To improve this efficiency for therapeutic applications, Liu's team has focused on studying and improving every part of the complex prime editing system.

"We had previously optimized every other component of the prime editing machinery," Liu said. "What had not been done until now is improving the reverse transcriptase in a way that's tailor-made for prime editing."

Reverse transcriptase proteins that copy RNA templates into strands of DNA are found naturally in all plant and animal cells and in many viruses. But naturally occurring reverse transcriptases generally result in poor prime editing efficiency, and researchers had not previously reported reverse transcriptases that consistently increase the editing efficiency of prime editors beyond that of the engineered reverse transcriptase used in the original prime editing system.

To optimize the reverse transcriptase domain of prime editors in a more directed way, Liu's group turned to PACE (phage-assisted continuous evolution), a directed evolution approach developed by Liu in 2011. The method involves growing a diversity of rapidly evolving bacteriophages—the viruses that infect bacteria—in laboratory "lagoons" that undergo continuous dilution. Only those expressing gene variants with specified desirable traits can survive by replicating faster than they are diluted.

In the new work, the scientists developed a PACE system that imposed a Darwinian selection for bacteriophages that could carry out prime editing to correct a defective bacteriophage gene. Over hundreds of hours, the bacteriophages encoding the prime editors underwent thousands of generations of evolution, rapidly generating new reverse transcriptases that more efficiently make edits.

Liu's team challenged the PACE system with different types of prime editing tasks, such as inserting short or long stretches of DNA, and then tested the editors that survived. Surprisingly, the researchers found that evolved prime editors that improved editing efficiency in one task, such as adding or substituting just a few letters of DNA, performed poorly in other contexts, such as adding long stretches of DNA.

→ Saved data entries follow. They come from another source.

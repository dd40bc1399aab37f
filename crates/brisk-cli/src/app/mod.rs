//! The demo application served by `brisk serve`.
//!
//! The application holds the bootstrapped framework by composition: it keeps
//! shared handles to the frozen config, the log sinks and the renderer, and
//! finishes the router that bootstrap attached.

pub mod handlers;
pub mod routes;

use std::sync::Arc;

use axum::Router;
use brisk_core::application::{PageRenderer, services::Framework};
use brisk_core::domain::{ApplicationConfig, Loggers};

/// State shared by every request handler.
#[derive(Clone)]
pub struct AppState {
    pub config: Arc<ApplicationConfig>,
    pub loggers: Loggers,
    pub renderer: Arc<dyn PageRenderer>,
}

pub struct Application {
    state: AppState,
    routes: Router<AppState>,
}

impl Application {
    pub fn new(framework: Framework<Router<AppState>>) -> Self {
        let state = AppState {
            config: Arc::new(framework.config().clone()),
            loggers: *framework.loggers(),
            renderer: framework.renderer(),
        };
        Self {
            state,
            routes: framework.into_routes(),
        }
    }

    pub fn config(&self) -> &ApplicationConfig {
        &self.state.config
    }

    pub fn loggers(&self) -> &Loggers {
        &self.state.loggers
    }

    /// Bind the state and wrap the router in the HTTP middleware stack.
    pub fn into_router(self) -> Router {
        routes::finish(self.routes, self.state)
    }
}
//! # Brisk CLI
//!
//! Bootstraps Brisk projects, renders pages and serves the demo application.
//!
//! ## Startup sequence
//!
//! 1. Parse CLI arguments (clap handles `--help` / `--version` early-exit).
//! 2. Initialise the tracing subscriber (diagnostics plus the application
//!    log sinks, on stderr for `render`).
//! 3. Build the [`OutputManager`].
//! 4. Dispatch to the appropriate command handler.
//! 5. Translate any [`CliError`] into a user-facing message and exit code.
//!
//! ## Exit codes
//!
//! | Code | Meaning                 |
//! |------|-------------------------|
//! |  0   | Success                 |
//! |  1   | Internal / system error |
//! |  2   | User / input error      |
//! |  3   | Resource not found      |
//! |  4   | Configuration error     |

use std::process::ExitCode;

use clap::Parser;
use tracing::{debug, instrument};

use crate::{
    cli::{Cli, Commands},
    error::{CliError, CliResult},
    logging::init_logging,
    output::OutputManager,
};

mod app;
mod cli;
mod commands;
mod error;
mod logging;
mod output;

fn main() -> ExitCode {
    // ── 1. Parse arguments ────────────────────────────────────────────────
    let cli = match Cli::try_parse() {
        Ok(cli) => cli,
        Err(e) => {
            // --help and --version land here too.
            let _ = e.print();
            return ExitCode::from(if e.use_stderr() { 2 } else { 0 });
        }
    };

    // ── 2. Initialise tracing ─────────────────────────────────────────────
    if let Err(e) = init_logging(&cli.global, cli.sink_stream()) {
        eprintln!("Failed to initialise logging: {e:#}");
        return ExitCode::from(1);
    }

    debug!(
        verbose = cli.global.verbose,
        quiet = cli.global.quiet,
        no_color = cli.global.no_color,
        "CLI started"
    );

    // ── 3. Build output manager ───────────────────────────────────────────
    let output = OutputManager::new(&cli.global);
    let verbose = cli.global.verbose > 0;

    // ── 4. Dispatch + 5. Error handling ──────────────────────────────────
    match run(cli, &output) {
        Ok(()) => {
            debug!("Brisk completed successfully");
            ExitCode::SUCCESS
        }
        Err(e) => handle_error(e, verbose, &output),
    }
}

/// Dispatch to the correct command handler.
#[instrument(skip_all)]
fn run(cli: Cli, output: &OutputManager) -> CliResult<()> {
    match cli.command {
        Commands::New(cmd) => commands::new::execute(cmd, output),
        Commands::Render(cmd) => commands::render::execute(cmd),
        Commands::Serve(cmd) => commands::serve::execute(cmd, output),
        Commands::Completions(cmd) => commands::completions::execute(cmd),
    }
}

/// Translate a `CliError` into a user message and an appropriate exit code.
fn handle_error(err: CliError, verbose: bool, output: &OutputManager) -> ExitCode {
    err.log();

    let msg = if output.stderr_supports_color() {
        err.format_colored(verbose)
    } else {
        err.format_plain(verbose)
    };
    eprint!("{msg}");

    ExitCode::from(err.exit_code())
}

// ── tests ─────────────────────────────────────────────────────────────────────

"It turned out that PACE evolved these prime editors to specialize in exactly the kind of edits that we demanded they make during PACE," Liu said. "But an editor that worked best for one edit didn't work best for another. This discovery disproves the assumption that one type of prime editor can optimally perform any kind of prime edit."

Toward therapeutics

As the team tested the PACE-evolved editors in different scenarios, they revealed a set of rules dictating when each of the seven prime editing systems should be used, and then did more experiments to demonstrate their utility.

For example, they showed that some PE6 variants can insert longer stretches of DNA ranging from 38 to 108 base pairs long in five different places in the genomes of a human cell line, with increased editing efficiency compared to current prime editors. These PE6 variants performed especially well in settings that have been challenging for researchers to edit, such as the brains of live mice.

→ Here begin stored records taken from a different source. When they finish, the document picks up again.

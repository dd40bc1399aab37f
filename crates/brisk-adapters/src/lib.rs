//! Infrastructure adapters for Brisk.
//!
//! This crate implements the ports defined in `brisk-core::application::ports`.
//! It contains all external dependencies and I/O operations.

pub mod bootstrap;
pub mod env;
pub mod filesystem;
pub mod logging;
pub mod renderer;

// Re-export commonly used adapters
pub use bootstrap::{bootstrapper, bootstrapper_with_env, initialize};
pub use env::DotenvSource;
pub use filesystem::{LocalFilesystem, MemoryFilesystem};
pub use logging::StdoutLoggerFactory;
pub use renderer::{TemplateRenderer, TeraRendererFactory};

"After years of optimization, we were excited to see PE6 variants expand the scope of prime editing," said co-first author Pandey. "PE6 variants can particularly enhance editing at key therapeutically relevant sites that have been more challenging to target using previous systems."

In one experiment, the researchers were able to insert a long sequence of DNA into 40% of the cells in the cortex of a mouse brain—a 24-fold improvement over the previous state-of-the art prime editing system.

"The difference between less than 2% editing efficiency and 40% editing efficiency can make the difference between something that's an interesting research tool and something that can support a potential therapeutic application," Liu said.

The new prime editors are also more compact than previous versions, allowing the entire prime editing platform to fit into some delivery systems that previous prime editors struggled to fit into. The streamlined prime editors may be easier to deliver in animal models and, eventually, human patients.

"The real litmus test of whether a technology is useful is whether people end up adopting it," Liu said. "We're excited to see how PE6 is applied to the prime editing field."